To improve above issues, I take below actions:
1. If multiple ctxs share one same poll thread, only if all all ctxs
don't have work to do, we can call prepare_to_wait() and schedule() to
make poll thread enter sleep state.
2. To make round-robin strategy more straight, I simplify
__io_sq_thread() a bit, it just does io poll and sqes submit work once,
does not check various condition.
3. Only call io_sq_thread_drop_mm() when we're polling in the defined
idle period.
4. For multiple ctxs share one same poll thread, we choose the biggest
sq_thread_idle among these ctxs as timeout condition, and will update
it when ctx is in or out.
5. Not need to check EBUSY especially, if io_submit_sqes() returns
EBUSY, IORING_SQ_CQ_OVERFLOW should be set, helper in liburing should
be aware of cq overflow and enters kernel to flush work.
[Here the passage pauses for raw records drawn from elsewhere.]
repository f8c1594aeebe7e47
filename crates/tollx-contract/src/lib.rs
//! Operation layer for the toll interoperability exchange.
//!
//! [`Contract`] wires invocations to the entity models, the validation
//! engine and the transition tables, and reads and writes through a
//! [`tollx_ledger::Ledger`]. Each operation is one synchronous
//! request/response: at most one existence read per referenced record,
//! then at most one write.
//!
//! Callers either use the typed methods (`create_charge`,
//! `update_settlement_status`, ...) or [`Contract::invoke`] with a function
//! name and positional string arguments, which returns JSON.

pub mod config;
pub mod contract;
pub mod dispatch;
pub mod error;
mod operations;

pub use config::{ContractConfig, ReconciliationPolicy};
pub use contract::{parse_payload, Contract};
pub use dispatch::Function;
pub use error::{ContractError, ContractResult};
use thiserror::Error;

/// Errors produced by type operations.
#[derive(Debug, Error, PartialEq, Eq)]
pub enum TypeError {
    #[error("unrecognized {kind} '{value}'")]
    UnknownCode { kind: &'static str, value: String },

    #[error("serialization error: {0}")]
    Serialization(String),

    #[error("{field} exceeds the representable amount")]
    Overflow { field: &'static str },
}

/// Result alias for type operations.
pub type TypeResult<T> = Result<T, TypeError>;
//! The operation pipeline shared by every entity.
//!
//! Creates run parse, validate, locate, existence check, reference checks,
//! stamp and a single write, in that order. Reads locate and decode. Status
//! updates fetch, check the transition table, then write the status and
//! `updatedAt` only. Any failure returns before the write.

use serde::de::DeserializeOwned;
use serde_json::Value;
use tracing::{debug, info};

use tollx_ledger::{Ledger, Scope, Selector};
use tollx_rules::Lifecycle;
use tollx_types::{Record, DOC_TYPE_FIELD};

use crate::config::ContractConfig;
use crate::error::{ContractError, ContractResult};

/// The operation layer, bound to one ledger.
#[derive(Debug)]
pub struct Contract<L> {
    ledger: L,
    config: ContractConfig,
}

/// Where a record lives: its scope and key.
pub(crate) fn locate<R: Record>(record: &R) -> (Scope, String) {
    (Scope::from_partition(record.partition_name()), record.key())
}

pub(crate) fn decode<R: Record>(key: &str, bytes: &[u8]) -> ContractResult<R> {
    R::decode(bytes).map_err(|e| ContractError::Corrupt {
        key: key.to_string(),
        reason: e.to_string(),
    })
}

/// Decode an invocation payload, rejecting a `docType` naming another
/// entity.
pub fn parse_payload<R>(raw: &str) -> ContractResult<R>
where
    R: Record + DeserializeOwned,
{
    let value: Value =
        serde_json::from_str(raw).map_err(|e| ContractError::Parse(e.to_string()))?;
    if let Some(doc_type) = value.get(DOC_TYPE_FIELD) {
        if doc_type.as_str() != Some(R::DOC_TYPE.as_str()) {
            return Err(ContractError::Parse(format!(
                "expected {DOC_TYPE_FIELD} '{}', found {doc_type}",
                R::DOC_TYPE
            )));
        }
    }
    serde_json::from_value(value).map_err(|e| ContractError::Parse(e.to_string()))
}

/// Parse a requested status for `R`.
pub(crate) fn parse_status<R: Lifecycle>(raw: &str) -> ContractResult<R::Status> {
    raw.parse().map_err(|_| ContractError::InvalidEnum {
        field: R::STATUS_FIELD.to_string(),
        value: raw.to_string(),
    })
}

/// Reject a new record whose status is missing or not an initial one.
pub(crate) fn require_initial<R: Lifecycle>(record: &R) -> ContractResult<()> {
    let table = R::transitions();
    let Some(status) = record.status() else {
        return Err(ContractError::validation(R::STATUS_FIELD, "is required"));
    };
    if table.is_initial(status) {
        return Ok(());
    }
    let allowed: Vec<String> = table.initial().iter().map(|s| s.to_string()).collect();
    Err(ContractError::validation(
        R::STATUS_FIELD,
        format!(
            "a new {} must be created as {}, got {}",
            table.entity(),
            allowed.join(" or "),
            status
        ),
    ))
}

impl<L: Ledger> Contract<L> {
    pub fn new(ledger: L) -> Self {
        Self::with_config(ledger, ContractConfig::default())
    }

    pub fn with_config(ledger: L, config: ContractConfig) -> Self {
        Self { ledger, config }
    }

    pub fn ledger(&self) -> &L {
        &self.ledger
    }

    pub fn config(&self) -> &ContractConfig {
        &self.config
    }

    pub fn into_ledger(self) -> L {
        self.ledger
    }

    pub(crate) fn ensure_absent(&self, scope: &Scope, key: &str) -> ContractResult<()> {
        if self.ledger.exists(scope, key)? {
            return Err(ContractError::Duplicate {
                key: key.to_string(),
            });
        }
        Ok(())
    }

    pub(crate) fn require_present(&self, scope: &Scope, key: &str) -> ContractResult<()> {
        if !self.ledger.exists(scope, key)? {
            return Err(ContractError::NotFound {
                key: key.to_string(),
            });
        }
        Ok(())
    }

    pub(crate) fn store<R: Record>(&self, scope: &Scope, key: &str, record: &R) -> ContractResult<()> {
        let bytes = record.encode().map_err(|e| ContractError::Corrupt {
            key: key.to_string(),
            reason: e.to_string(),
        })?;
        self.ledger.write(scope, key, &bytes)?;
        Ok(())
    }

    /// Write a validated new record after the existence and reference
    /// checks pass.
    pub(crate) fn insert<R, F>(&self, mut record: R, check_references: F) -> ContractResult<R>
    where
        R: Record,
        F: FnOnce(&R) -> ContractResult<()>,
    {
        let (scope, key) = locate(&record);
        debug!(doc_type = %R::DOC_TYPE, %scope, %key, "resolved record location");
        self.ensure_absent(&scope, &key)?;
        check_references(&record)?;
        record.stamp_created(self.ledger.tx_timestamp()?);
        self.store(&scope, &key, &record)?;
        info!(doc_type = %R::DOC_TYPE, %scope, %key, "created");
        Ok(record)
    }

    pub(crate) fn fetch<R: Record>(&self, scope: &Scope, key: &str) -> ContractResult<R> {
        debug!(doc_type = %R::DOC_TYPE, %scope, %key, "fetch");
        let bytes = self
            .ledger
            .read(scope, key)?
            .ok_or_else(|| ContractError::NotFound {
                key: key.to_string(),
            })?;
        decode(key, &bytes)
    }

    /// Move a stored record to `requested` along its transition table.
    pub(crate) fn transition<R: Lifecycle>(
        &self,
        scope: &Scope,
        key: &str,
        requested: &str,
    ) -> ContractResult<R> {
        let target = parse_status::<R>(requested)?;
        let mut record: R = self.fetch(scope, key)?;
        let current = record.status().ok_or_else(|| ContractError::Corrupt {
            key: key.to_string(),
            reason: format!("no {} recorded", R::STATUS_FIELD),
        })?;
        R::transitions().check(current, target)?;
        record.set_status(target);
        record.stamp_updated(self.ledger.tx_timestamp()?);
        self.store(scope, key, &record)?;
        info!(
            entity = R::transitions().entity(),
            %key,
            from = %current,
            to = %target,
            "status updated"
        );
        Ok(record)
    }

    /// Records of type `R` in `scope` matching `selector`, capped at the
    /// configured query limit, in key order.
    pub(crate) fn query<R: Record>(&self, scope: Scope, selector: Selector) -> ContractResult<Vec<R>> {
        self.query_with_limit(scope, selector.with_limit(self.config.query_limit))
    }

    /// Like [`Contract::query`] but without the limit, for aggregation.
    pub(crate) fn query_unbounded<R: Record>(
        &self,
        scope: Scope,
        selector: Selector,
    ) -> ContractResult<Vec<R>> {
        self.query_with_limit(scope, selector)
    }

    fn query_with_limit<R: Record>(&self, scope: Scope, selector: Selector) -> ContractResult<Vec<R>> {
        let selector = selector.with(DOC_TYPE_FIELD, R::DOC_TYPE.as_str());
        debug!(%scope, %selector, limit = ?selector.limit, "query");
        let hits = self.ledger.query(&scope, &selector)?;
        hits.iter().map(|hit| decode(&hit.key, &hit.value)).collect()
    }
}

#[cfg(test)]
mod tests {
    use super::*;
    use tollx_ledger::InMemoryLedger;
    use tollx_types::{samples, Agency, Charge, ChargeStatus, Tag};

    #[test]
    fn payload_doc_type_must_match() {
        let agency = samples::agency("A1").into_entity();
        let json = serde_json::to_string(&agency).unwrap();
        assert!(parse_payload::<Agency>(&json).is_ok());
        assert!(matches!(
            parse_payload::<Tag>(&json),
            Err(ContractError::Parse(_))
        ));
    }

    #[test]
    fn payload_must_be_json() {
        let err = parse_payload::<Agency>("{not json").unwrap_err();
        assert_eq!(err.kind(), "ParseError");
    }

    #[test]
    fn unknown_status_value_is_enum_error() {
        let err = parse_status::<Charge>("POSTED").unwrap_err();
        assert!(matches!(
            err,
            ContractError::InvalidEnum { ref field, ref value } if field == "status" && value == "POSTED"
        ));
    }

    #[test]
    fn initial_status_enforced() {
        let mut charge = samples::charge("CHG-1", "A2", "A1");
        assert!(require_initial(&charge).is_ok());
        charge.status = Some(ChargeStatus::Posted);
        let err = require_initial(&charge).unwrap_err();
        assert_eq!(
            err.to_string(),
            "validation failed on status: a new charge must be created as pending, got posted"
        );
        charge.status = None;
        assert_eq!(
            require_initial(&charge).unwrap_err().to_string(),
            "validation failed on status: is required"
        );
    }

    #[test]
    fn stored_record_without_status_is_corrupt() {
        let contract = Contract::new(InMemoryLedger::new());
        let mut agency = samples::agency("A1");
        agency.status = None;
        let (scope, key) = locate(&agency);
        contract.store(&scope, &key, &agency).unwrap();
        let err = contract
            .transition::<Agency>(&scope, &key, "suspended")
            .unwrap_err();
        assert!(matches!(err, ContractError::Corrupt { .. }));
        assert_eq!(
            contract.fetch::<Agency>(&scope, &key).unwrap().status,
            None
        );
    }

    #[test]
    fn failed_reference_check_writes_nothing() {
        let contract = Contract::new(InMemoryLedger::new());
        let err = contract
            .insert(samples::agency("A1"), |_| {
                Err(ContractError::NotFound { key: "X".into() })
            })
            .unwrap_err();
        assert!(matches!(err, ContractError::NotFound { .. }));
        assert_eq!(contract.ledger().shared_len(), 0);
    }

    #[test]
    fn corrupt_record_reported() {
        let contract = Contract::new(InMemoryLedger::new());
        contract.ledger().put("AGENCY_A1", b"{\"docType\":\"tag\"}").unwrap();
        let err = contract.fetch::<Agency>(&Scope::Shared, "AGENCY_A1").unwrap_err();
        assert!(matches!(err, ContractError::Corrupt { .. }));
    }
}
Signed-off-by: Xiaoguang Wang <[email protected]>
---
fs/io_uring.c | 165 ++++++++++++++++++++------------------------------
1 file changed, 66 insertions(+), 99 deletions(-)
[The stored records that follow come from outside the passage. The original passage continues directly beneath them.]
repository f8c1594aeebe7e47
use clap::Parser;
use tracing::Level;

mod cli;
mod commands;

fn main() -> anyhow::Result<()> {
    let cli = cli::Cli::parse();
    tracing_subscriber::fmt()
        .with_max_level(if cli.verbose { Level::DEBUG } else { Level::WARN })
        .with_writer(std::io::stderr)
        .init();
    commands::run_command(cli)
}
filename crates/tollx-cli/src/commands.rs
use std::path::Path;

use anyhow::Context;
use colored::Colorize;
use tracing::{debug, info};

use tollx_contract::{Contract, ContractConfig, ContractError, Function};
use tollx_ledger::InMemoryLedger;

use crate::cli::{Cli, Command, InvokeArgs, OutputFormat};

pub fn run_command(cli: Cli) -> anyhow::Result<()> {
    let output = execute(&cli)?;
    println!("{output}");
    Ok(())
}

/// Run a command and return what it would print.
pub fn execute(cli: &Cli) -> anyhow::Result<String> {
    match &cli.command {
        Command::Invoke(args) => cmd_invoke(cli, args),
        Command::Functions => Ok(cmd_functions(&cli.format)),
        Command::Config => cmd_config(cli),
    }
}

fn rejected(err: ContractError) -> anyhow::Error {
    anyhow::anyhow!("{}: {err}", err.kind())
}

fn load_config(path: Option<&Path>) -> anyhow::Result<ContractConfig> {
    match path {
        Some(path) => ContractConfig::load(path)
            .with_context(|| format!("failed to load config {}", path.display())),
        None => Ok(ContractConfig::default()),
    }
}

fn cmd_invoke(cli: &Cli, args: &InvokeArgs) -> anyhow::Result<String> {
    let function: Function = args.function.parse().map_err(rejected)?;
    let config = load_config(cli.config.as_deref())?;
    let ledger = InMemoryLedger::open(&cli.state)
        .with_context(|| format!("failed to open ledger {}", cli.state.display()))?;
    let contract = Contract::with_config(ledger, config);

    let result = contract
        .invoke(function.name(), &args.args)
        .map_err(rejected)?;

    if function.is_write() {
        contract
            .ledger()
            .save(&cli.state)
            .with_context(|| format!("failed to save ledger {}", cli.state.display()))?;
        info!(function = %function, state = %cli.state.display(), "ledger saved");
    } else {
        debug!(function = %function, "read-only call, ledger not saved");
    }

    Ok(match cli.format {
        OutputFormat::Json => result,
        OutputFormat::Text => {
            let pretty = serde_json::from_str::<serde_json::Value>(&result)
                .and_then(|value| serde_json::to_string_pretty(&value))
                .unwrap_or(result);
            format!("{} {}\n{pretty}", "✓".green().bold(), function.to_string().cyan())
        }
    })
}

fn cmd_functions(format: &OutputFormat) -> String {
    match format {
        OutputFormat::Json => {
            let listing: Vec<_> = Function::ALL
                .iter()
                .map(|f| {
                    serde_json::json!({
                        "name": f.name(),
                        "params": f.params(),
                        "write": f.is_write(),
                    })
                })
                .collect();
            serde_json::Value::Array(listing).to_string()
        }
        OutputFormat::Text => Function::ALL
            .iter()
            .map(|f| {
                let kind = if f.is_write() {
                    "write".yellow()
                } else {
                    "read".normal()
                };
                format!("{:<38} {:<6} {}", f.name().cyan(), kind, f.params().join(" "))
            })
            .collect::<Vec<_>>()
            .join("\n"),
    }
}

fn cmd_config(cli: &Cli) -> anyhow::Result<String> {
    let config = load_config(cli.config.as_deref())?;
    match cli.format {
        OutputFormat::Json => Ok(serde_json::to_string(&config)?),
        OutputFormat::Text => Ok(toml::to_string(&config)?),
    }
}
diff --git a/fs/io_uring.c b/fs/io_uring.c
index 2c83c2688ec5..f7b65a9ed5b8 100644
--- a/fs/io_uring.c
+++ b/fs/io_uring.c
@@ -243,6 +243,8 @@ struct io_sq_data {
struct task_struct *thread;
struct wait_queue_head wait;
+
+ unsigned sq_thread_idle;
};
struct io_ring_ctx {
@@ -308,7 +310,6 @@ struct io_ring_ctx {
struct io_sq_data *sq_data; /* if using sq thread polling */
struct wait_queue_head sqo_sq_wait;
- struct wait_queue_entry sqo_wait_entry;
struct list_head sqd_list;
/*
@@ -6484,38 +6485,11 @@ static inline void io_ring_clear_wakeup_flag(struct io_ring_ctx *ctx)
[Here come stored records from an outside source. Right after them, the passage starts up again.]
use tollx_types::{Acknowledgement, ReturnCode, SubmissionType};

use super::checks::{code, distinct_parties, identifier, require, require_some};
use super::Validate;
use crate::error::RuleResult;

impl Validate for Acknowledgement {
    fn required(&self) -> RuleResult<()> {
        require("acknowledgementID", &self.acknowledgement_id)?;
        require("submissionType", &self.submission_type)?;
        require("submissionID", &self.submission_id)?;
        require("fromAgencyID", &self.from_agency_id)?;
        require("toAgencyID", &self.to_agency_id)?;
        require("returnCode", &self.return_code)?;
        require_some("submissionDateTime", &self.submission_date_time)
    }

    fn enumerations(&self) -> RuleResult<()> {
        code::<SubmissionType>("submissionType", &self.submission_type)?;
        code::<ReturnCode>("returnCode", &self.return_code)?;
        Ok(())
    }

    fn ranges(&self) -> RuleResult<()> {
        identifier("acknowledgementID", &self.acknowledgement_id)?;
        identifier("fromAgencyID", &self.from_agency_id)?;
        identifier("toAgencyID", &self.to_agency_id)
    }

    fn cross_field(&self) -> RuleResult<()> {
        distinct_parties(
            "fromAgencyID",
            &self.from_agency_id,
            "toAgencyID",
            &self.to_agency_id,
        )
    }

    fn conditional(&self) -> RuleResult<()> {
        let return_code = self.return_code.parse::<ReturnCode>();
        if matches!(return_code, Ok(c) if !c.is_success()) {
            require("returnMessage", &self.return_message)?;
        }
        Ok(())
    }
}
spin_unlock_irq(&ctx->completion_lock);
}
-static int io_sq_wake_function(struct wait_queue_entry *wqe, unsigned mode,
- int sync, void *key)
-{
- struct io_ring_ctx *ctx = container_of(wqe, struct io_ring_ctx, sqo_wait_entry);
- int ret;
-
- ret = autoremove_wake_function(wqe, mode, sync, key);
- if (ret) {
- unsigned long flags;
-
- spin_lock_irqsave(&ctx->completion_lock, flags);
- ctx->rings->sq_flags &= ~IORING_SQ_NEED_WAKEUP;
- spin_unlock_irqrestore(&ctx->completion_lock, flags);
- }
- return ret;
-}
-
-enum sq_ret {
- SQT_IDLE = 1,
- SQT_SPIN = 2,
- SQT_DID_WORK = 4,
-};
-
-static enum sq_ret __io_sq_thread(struct io_ring_ctx *ctx,
- unsigned long start_jiffies, bool cap_entries)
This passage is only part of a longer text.